Figure 5. Effects of A159-K160 deletion and mutation on replication and infectivity of IBV.

a. In vitro transcripts derived from wild type, MΔ5 and Mm1 full-length IBV clones were electroporated into Vero cells. At 24 and 72 hours post-electroporation, total RNA were extracted from the cells and specific primers were used to detect the minus RNA (upper panel) and subgenomic mRNA 4 (lower panel) by RT-PCR. b. H1299 cells expressing wild type IBV M and MΔ5 constructs with a vaccinia virus system were infected with IBV at a multiplicity of infection of approximately 0.5 PFU/cell. Cells were collected at 24 hours post-infection and polypeptides were analyzed by Western blot with anti-IBV M (second panel), anti-IBV N (third panel) and anti-actin (bottom panel) antibodies. H1299 cells expressing wild type IBV M and MΔ5 constructs with a vaccinia virus system without IBV infection harvested at 40 hours post-transfection were also analyzed by Western blot with anti-IBV M antibodies (top panel). c. Interaction of Mm1 mutant M protein with IBV E protein.
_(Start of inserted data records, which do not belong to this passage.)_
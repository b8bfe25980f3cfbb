use docket_store::StoreError;
use thiserror::Error;

/// Errors produced by trigger evaluation and sweeps.
#[derive(Debug, Clone, PartialEq, Eq, Error)]
pub enum TriggerError {
    #[error("subscription dispatch failed: {0}")]
    Dispatch(String),

    #[error("reporting dispatch failed: {0}")]
    Reporting(String),

    #[error(transparent)]
    Store(#[from] StoreError),
}

pub type TriggerResult<T> = Result<T, TriggerError>;
impl FileManagementService {
    pub fn new(
        derived: Arc<dyn BlobStore>,
        generators: GeneratorTable,
        authorizer: Arc<dyn AuthorizationCheck>,
        config: FilesConfig,
    ) -> Self {
        Self {
            derived,
            generators,
            authorizer,
            config,
        }
    }

    /// Render and store the derived files for a committed payload.
    ///
    /// Skips (without error) flat files, NoMatch locations, and payloads at
    /// or above the generation size limit. Returns whether files were
    /// stored.
    pub fn generate(&self, artefact: &Artefact, payload: &[u8]) -> FileResult<bool> {
        if artefact.is_flat_file {
            debug!(artefact = %artefact.artefact_id, "flat file, skipping generation");
            return Ok(false);
        }
        if artefact.location_id.is_no_match() {
            debug!(artefact = %artefact.artefact_id, "unresolved location, skipping generation");
            return Ok(false);
        }
        if payload.len() as u64 >= self.config.max_generation_bytes {
            info!(
                artefact = %artefact.artefact_id,
                size = payload.len(),
                limit = self.config.max_generation_bytes,
                "payload too large, skipping generation"
            );
            return Ok(false);
        }

        // Clear stale renders before writing; the keys are write-once.
        self.delete_for(artefact.artefact_id)?;

        let generator = self.generators.resolve(artefact.list_type);
        let Some(files) = generator.generate(artefact, payload)? else {
            debug!(artefact = %artefact.artefact_id, "generator produced nothing");
            return Ok(false);
        };

        self.derived.put(
            &derived_key(artefact.artefact_id, DerivedFileKind::Primary),
            files.primary,
        )?;
        if let Some(bytes) = files.secondary_language {
            self.derived.put(
                &derived_key(artefact.artefact_id, DerivedFileKind::SecondaryLanguage),
                bytes,
            )?;
        }
        if let Some(bytes) = files.spreadsheet {
            self.derived.put(
                &derived_key(artefact.artefact_id, DerivedFileKind::Spreadsheet),
                bytes,
            )?;
        }

        info!(artefact = %artefact.artefact_id, "derived files stored");
        Ok(true)
    }

    /// Fetch one of an artefact's derived files.
    ///
    /// Authorization runs first. The caller-supplied ceiling is applied
    /// *after* the bytes are fetched, so an oversized file reports its real
    /// size instead of masquerading as missing.
    pub fn fetch(
        &self,
        artefact: &Artefact,
        kind: DerivedFileKind,
        caller: &Caller,
        max_bytes: Option<u64>,
    ) -> FileResult<Vec<u8>> {
        self.authorize(artefact, caller)?;

        let key = derived_key(artefact.artefact_id, kind);
        let bytes = match self.derived.get(&key) {
            Ok(bytes) => bytes,
            Err(BlobError::NotFound(_)) => {
                return Err(FileError::NotFound {
                    artefact_id: artefact.artefact_id,
                    kind,
                })
            }
            Err(e) => return Err(e.into()),
        };

        if let Some(limit) = max_bytes {
            let actual = bytes.len() as u64;
            if actual > limit {
                return Err(FileError::SizeLimitExceeded { actual, limit });
            }
        }
        Ok(bytes)
    }

    /// Remove all derived files for an artefact.
    ///
    /// Deleting a key that was never rendered is a no-op, so this is safe
    /// for every list type and every lifecycle stage.
    pub fn delete_for(&self, artefact_id: ArtefactId) -> FileResult<()> {
        for kind in DerivedFileKind::ALL {
            if let Err(e) = self.derived.delete(&derived_key(artefact_id, kind)) {
                warn!(artefact = %artefact_id, %kind, error = %e, "derived-file delete failed");
                return Err(e.into());
            }
        }
        Ok(())
    }

    fn authorize(&self, artefact: &Artefact, caller: &Caller) -> FileResult<()> {
        if artefact.sensitivity.is_public() {
            return Ok(());
        }
        match caller {
            Caller::System => Ok(()),
            Caller::User(user) => {
                if self
                    .authorizer
                    .is_authorised(user, artefact.list_type, artefact.sensitivity)
                {
                    Ok(())
                } else {
                    Err(FileError::Unauthorised)
                }
            }
            Caller::Anonymous => Err(FileError::Unauthorised),
        }
    }
}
H1299 cells expressing the E (lane 1), M (lane 2) and E+M (lane 3) and E+Mm1 were harvested at 24 hours post-transfection and lysed. The total cell lysates were either detected directly by Western blot with anti-E antibodies (top panel) or immunoprecipitated with anti-M antibodies. The precipitates were analyzed by Western blot with anti-M (middle panel) and anti-E (bottom panel) antibodies, respectively.